DoveStiamoAndando? A cercare di ricuperare il significato delle parole

Andrea Cariglia. Ph. Emanuele Satolli
Andrea Cariglia. Ph. Emanuele Satolli

ISTANBUL – Fascinazione è questa peculiare dimensione dello spazio e del tempo, affiancata da una obiettivamente non comune cortesia umana: ti accompagnerà in pratica a destinazione il passante che parlando solamente turco non può spiegarti la strada; sei in Asia o in Europa? è domanda abituale fissando qualsiasi appuntamento; e sulla costa asiatica a Kadikoy (l’antica Calcedonia) si incrociano con naturalezza millenari echi greci, bizantini, romani, ottomani.
Sorto in pieno centro nel 2015, Kadikoy Theathron ospita compagnie di prosa e gruppi, amatoriali o di professionisti, che propongono recite, prove, workshop, tavole rotonde, conferenze, proiezioni. Sala spettacoli con 1200 posti a sedere, due spazi per prove e messe in scena sperimentali, biblioteca e sala di lettura, foyer (circa 500 mq in totale). Pubblico molto variegato per età, stile di vita, cultura; parecchi intellettuali e artisti, giovani e non, turchi e non, europei e non.

Amleto di Shakespeare è in questo periodo in cartellone: compagnia Caligari, anagramma del cognome del regista, Andrea Cariglia, che la ha costituita due anni fa per mettere in scena il suo Yamyamlar (I cannibali). Interpreti turchi e italiani, una assolutamente confortante mescolanza di idee gusti stili esperienze.

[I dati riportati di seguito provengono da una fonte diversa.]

//! Pages
//!
//! One component per route, grouped by section.

mod admin_categories;
mod admin_dashboard;
mod admin_login;
mod admin_orders;
mod admin_product_edit;
mod admin_products;
mod admin_vendors;
mod checker_portal;
mod checker_register;
mod home;
mod not_found;
mod product_detail;
mod product_list;
mod vendor_dashboard;
mod vendor_onboarding;
mod vendor_products;

pub use admin_categories::AdminCategoriesPage;
pub use admin_dashboard::{consume_oauth_callback, AdminDashboardPage};
pub use admin_login::AdminLoginPage;
pub use admin_orders::AdminOrdersPage;
pub use admin_product_edit::AdminProductEditPage;
pub use admin_products::AdminProductsPage;
pub use admin_vendors::AdminVendorsPage;
pub use checker_portal::CheckerPortalPage;
pub use checker_register::CheckerRegisterPage;
pub use home::HomePage;
pub use not_found::NotFoundPage;
pub use product_detail::ProductDetailPage;
pub use product_list::ProductListPage;
pub use vendor_dashboard::VendorDashboardPage;
pub use vendor_onboarding::VendorOnboardingPage;
pub use vendor_products::VendorProductsPage;
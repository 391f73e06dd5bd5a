//! Toast Host Component
//!
//! Renders the global toast list; click to dismiss early.

use leptos::prelude::*;

use crate::store::{dismiss_toast, use_app_store, AppStateStoreFields};

#[component]
pub fn ToastHost() -> impl IntoView {
    let store = use_app_store();

    view! {
        <div class="toast-host">
            <For
                each=move || store.toasts().get()
                key=|toast| toast.id
                children=move |toast| {
                    let id = toast.id;
                    view! {
                        <div class=toast.kind.class() on:click=move |_| dismiss_toast(&store, id)>
                            {toast.message}
                        </div>
                    }
                }
            />
        </div>
    }
}
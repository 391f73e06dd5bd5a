//! Console Logger
//!
//! `log` backend that writes to the browser devtools console.

use log::{Level, LevelFilter, Log, Metadata, Record};

static LOGGER: ConsoleLogger = ConsoleLogger;

struct ConsoleLogger;

impl Log for ConsoleLogger {
    fn enabled(&self, metadata: &Metadata) -> bool {
        metadata.level() <= log::max_level()
    }

    fn log(&self, record: &Record) {
        if !self.enabled(record.metadata()) {
            return;
        }
        let line = format_record(record.level(), record.target(), &record.args().to_string());
        let msg = line.into();
        match record.level() {
            Level::Error => web_sys::console::error_1(&msg),
            Level::Warn => web_sys::console::warn_1(&msg),
            Level::Info => web_sys::console::info_1(&msg),
            Level::Debug | Level::Trace => web_sys::console::debug_1(&msg),
        }
    }

    fn flush(&self) {}
}

/// `[TARGET] message`, with the crate prefix stripped from the target
fn format_record(level: Level, target: &str, message: &str) -> String {
    let short = target.rsplit("::").next().unwrap_or(target);
    match level {
        Level::Error | Level::Warn => format!("[{}] {}: {}", short.to_uppercase(), level, message),
        _ => format!("[{}] {}", short.to_uppercase(), message),
    }
}

/// Install the console logger; repeated calls are ignored
pub fn init(level: LevelFilter) {
    if log::set_logger(&LOGGER).is_ok() {
        log::set_max_level(level);
    }
}

#[cfg(test)]
mod tests {
    use super::*;

    #[test]
    fn test_format_record() {
        assert_eq!(
            format_record(Level::Info, "marketplace_ui::auth", "stored session"),
            "[AUTH] stored session"
        );
        assert_eq!(
            format_record(Level::Warn, "marketplace_ui::services", "timeout"),
            "[SERVICES] WARN: timeout"
        );
    }
}
//! Global Application State Store
//!
//! Uses Leptos reactive_stores for fine-grained reactivity.

use leptos::prelude::*;
use leptos::task::spawn_local;
use reactive_stores::Store;

use crate::config::app_config;
use crate::models::Category;

#[derive(Debug, Clone, Copy, PartialEq, Eq)]
pub enum ToastKind {
    Success,
    Error,
    Info,
}

impl ToastKind {
    pub fn class(&self) -> &'static str {
        match self {
            ToastKind::Success => "toast success",
            ToastKind::Error => "toast error",
            ToastKind::Info => "toast info",
        }
    }
}

#[derive(Debug, Clone, PartialEq)]
pub struct Toast {
    pub id: u32,
    pub kind: ToastKind,
    pub message: String,
}

/// Global application state with field-level reactivity
#[derive(Clone, Debug, Default, Store)]
pub struct AppState {
    /// Visible notifications, oldest first
    pub toasts: Vec<Toast>,
    pub next_toast_id: u32,
    /// Categories as last loaded by the admin pages
    pub categories: Vec<Category>,
}

/// Type alias for the store
pub type AppStore = Store<AppState>;

/// Get the app store from context
pub fn use_app_store() -> AppStore {
    expect_context::<AppStore>()
}

// ========================
// Store Helper Functions
// ========================

/// Show a toast and schedule its removal
pub fn push_toast(store: &AppStore, kind: ToastKind, message: impl Into<String>) {
    let id = {
        let next_toast_id = store.next_toast_id();
        let mut next = next_toast_id.write();
        *next += 1;
        *next
    };
    store.toasts().write().push(Toast {
        id,
        kind,
        message: message.into(),
    });

    let store = *store;
    spawn_local(async move {
        gloo_timers::future::TimeoutFuture::new(app_config().toast_duration_ms).await;
        dismiss_toast(&store, id);
    });
}

pub fn dismiss_toast(store: &AppStore, id: u32) {
    store.toasts().write().retain(|toast| toast.id != id);
}

/// Replace a category in the store by ID, or append it
pub fn store_upsert_category(store: &AppStore, category: Category) {
    let categories_field = store.categories();
    let mut categories = categories_field.write();
    match categories.iter().position(|c| c.id == category.id) {
        Some(i) => categories[i] = category,
        None => categories.push(category),
    }
}

/// Remove a category from the store by ID
pub fn store_remove_category(store: &AppStore, category_id: u32) {
    store.categories().write().retain(|c| c.id != category_id);
}
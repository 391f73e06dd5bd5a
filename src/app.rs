//! Marketplace Frontend App
//!
//! Provides the shared contexts and picks the shell and page for the
//! current route.

use leptos::prelude::*;
use reactive_stores::Store;

use crate::auth::AuthSession;
use crate::components::{DashboardLayout, StoreHeader, ToastHost};
use crate::config::app_config;
use crate::context::{AppContext, CategoryEdit};
use crate::pages::*;
use crate::route::{Route, Router, Section};
use crate::store::AppState;

#[component]
pub fn App() -> impl IntoView {
    // State
    let (reload_trigger, set_reload_trigger) = signal(0u32);
    let (editing, set_editing) = signal::<Option<CategoryEdit>>(None);

    // Provide context to all children
    provide_context(Store::new(AppState::default()));
    provide_context(AppContext::new((reload_trigger, set_reload_trigger), (editing, set_editing)));
    let session = AuthSession::new();
    provide_context(session);
    let router = Router::new();
    provide_context(router);

    // The OAuth redirect lands on the dashboard with the session in the query
    if router.route() == Route::AdminDashboard {
        consume_oauth_callback();
    }

    let route = Memo::new(move |_| router.route());
    let section = Memo::new(move |_| route.get().section());
    let locked = move || route.get().requires_admin() && !session.is_admin();

    // Admin guard
    Effect::new(move |_| {
        if locked() {
            log::info!("{} needs an admin session, redirecting to login", route.get_untracked().path());
            router.replace(&app_config().login_path);
        }
    });

    let page = move || {
        if locked() {
            return ().into_any();
        }
        match route.get() {
            Route::Home => view! { <HomePage /> }.into_any(),
            Route::Products => view! { <ProductListPage /> }.into_any(),
            Route::ProductDetail(id) => view! { <ProductDetailPage id=id /> }.into_any(),
            Route::AdminLogin => view! { <AdminLoginPage /> }.into_any(),
            Route::AdminDashboard => view! { <AdminDashboardPage /> }.into_any(),
            Route::AdminCategories => view! { <AdminCategoriesPage /> }.into_any(),
            Route::AdminProducts => view! { <AdminProductsPage /> }.into_any(),
            Route::AdminProductEdit(id) => view! { <AdminProductEditPage id=id /> }.into_any(),
            Route::AdminOrders => view! { <AdminOrdersPage /> }.into_any(),
            Route::AdminVendors => view! { <AdminVendorsPage /> }.into_any(),
            Route::VendorOnboarding => view! { <VendorOnboardingPage /> }.into_any(),
            Route::VendorDashboard => view! { <VendorDashboardPage /> }.into_any(),
            Route::VendorProducts => view! { <VendorProductsPage /> }.into_any(),
            Route::CheckerPortal => view! { <CheckerPortalPage /> }.into_any(),
            Route::CheckerRegister => view! { <CheckerRegisterPage /> }.into_any(),
            Route::NotFound => view! { <NotFoundPage /> }.into_any(),
        }
    };

    view! {
        <div class="app-layout">
            {move || match section.get() {
                Section::Admin => view! {
                    <DashboardLayout section=Section::Admin>{page}</DashboardLayout>
                }
                .into_any(),
                Section::Vendor => view! {
                    <DashboardLayout section=Section::Vendor>{page}</DashboardLayout>
                }
                .into_any(),
                Section::Storefront | Section::Checker => view! {
                    <StoreHeader />
                    <main class="storefront">{page}</main>
                }
                .into_any(),
            }}
            <ToastHost />
        </div>
    }
}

Originario di Lecce, Andrea vi trascorre l’infanzia e l’adolescenza, avendo modo di incontrare anche “persone che sono state determinanti per la mia evoluzione e formazione: un operaio, un sottoproletario, un aristocratico – ultimo barlume di mondi che non ci sono più”. Studi inizialmente a Lecce, una laurea in lettere moderne, poi a Venezia; successivamente, viaggi e lavoro in parecchi Paesi fra cui Portogallo, Gibouti, Cina, Vietnam.

“In palcoscenico bisogna prima di tutto evitare la trappola della narratività; il teatro secondo me non deve essere comunicativo”, dice.

Perché?
“Nella cultura italiana e in genere europea del ‘900, specie seconda parte, la comunicatività esprime una lingua fissa, che non può uscire dagli schemi in quanto deve ripetere contenuti predeterminati. Con il tempo nulla è cambiato, anzi la lingua scritta sembra essere sempre più dipendente dai contenuti (cioè dalle informazioni) mentre l’espressività è andata progressivamente sbiadendo. Nell’arte come nella vita, le parole si stanno man mano deprivando del loro proprio significato; del resto, la maggior parte degli scrittori se n’è accorta, non da oggi. Secondo me, che sono arrivato al teatro tramite la letteratura, per uscire da questa lingua ormai schematizzata, statalizzata, occorre puntare sulla espressività, forzarla”.

Questo come si traduce in palcoscenico?
“Sottolineando il ritmo, la gestualità, valorizzando la comunicazione non verbale, il muovere delle mani; isolando i vari momenti delle varie parti, rifiutando se inserirli in una sequenza”.

Con i classici è più difficile o meno?
“Elevare il grado di emotività, insistendo su un ritmo capace di trasmettere ‘quel’ momento di ‘quel’ personaggio può anzi essere facilitato se, come nel caso di opere famose, tutti gli spettatori conoscono già la trama (almeno in teoria). In più, su questo tipo di testi vengono solitamente operati tagli anche importanti – nell’Amleto originale, ad esempio, i personaggi sono quarantacinque – che eliminano tutta una serie di lungaggini”.

Andrea Cariglia, oggi sulla quarantina, ha cominciato a fare teatro intorno ai 20 anni; “ero innamorato del cinema realista degli anni ’50, tutto espressività e tensione”, ricorda. Dal 2013 vive a Istanbul: “Mia moglie è turca, è stata anche aiuto regista di Ozpetek. Dopo la nascita di mia figlia Laura Neri (omaggio a Sem Benelli) ci siamo trasferiti in questa megalopoli che è davvero unica al mondo. E si sono pure inventati un elegante, deliziosissimo ristorante italiano a Moda, quartiere di Kadikoy.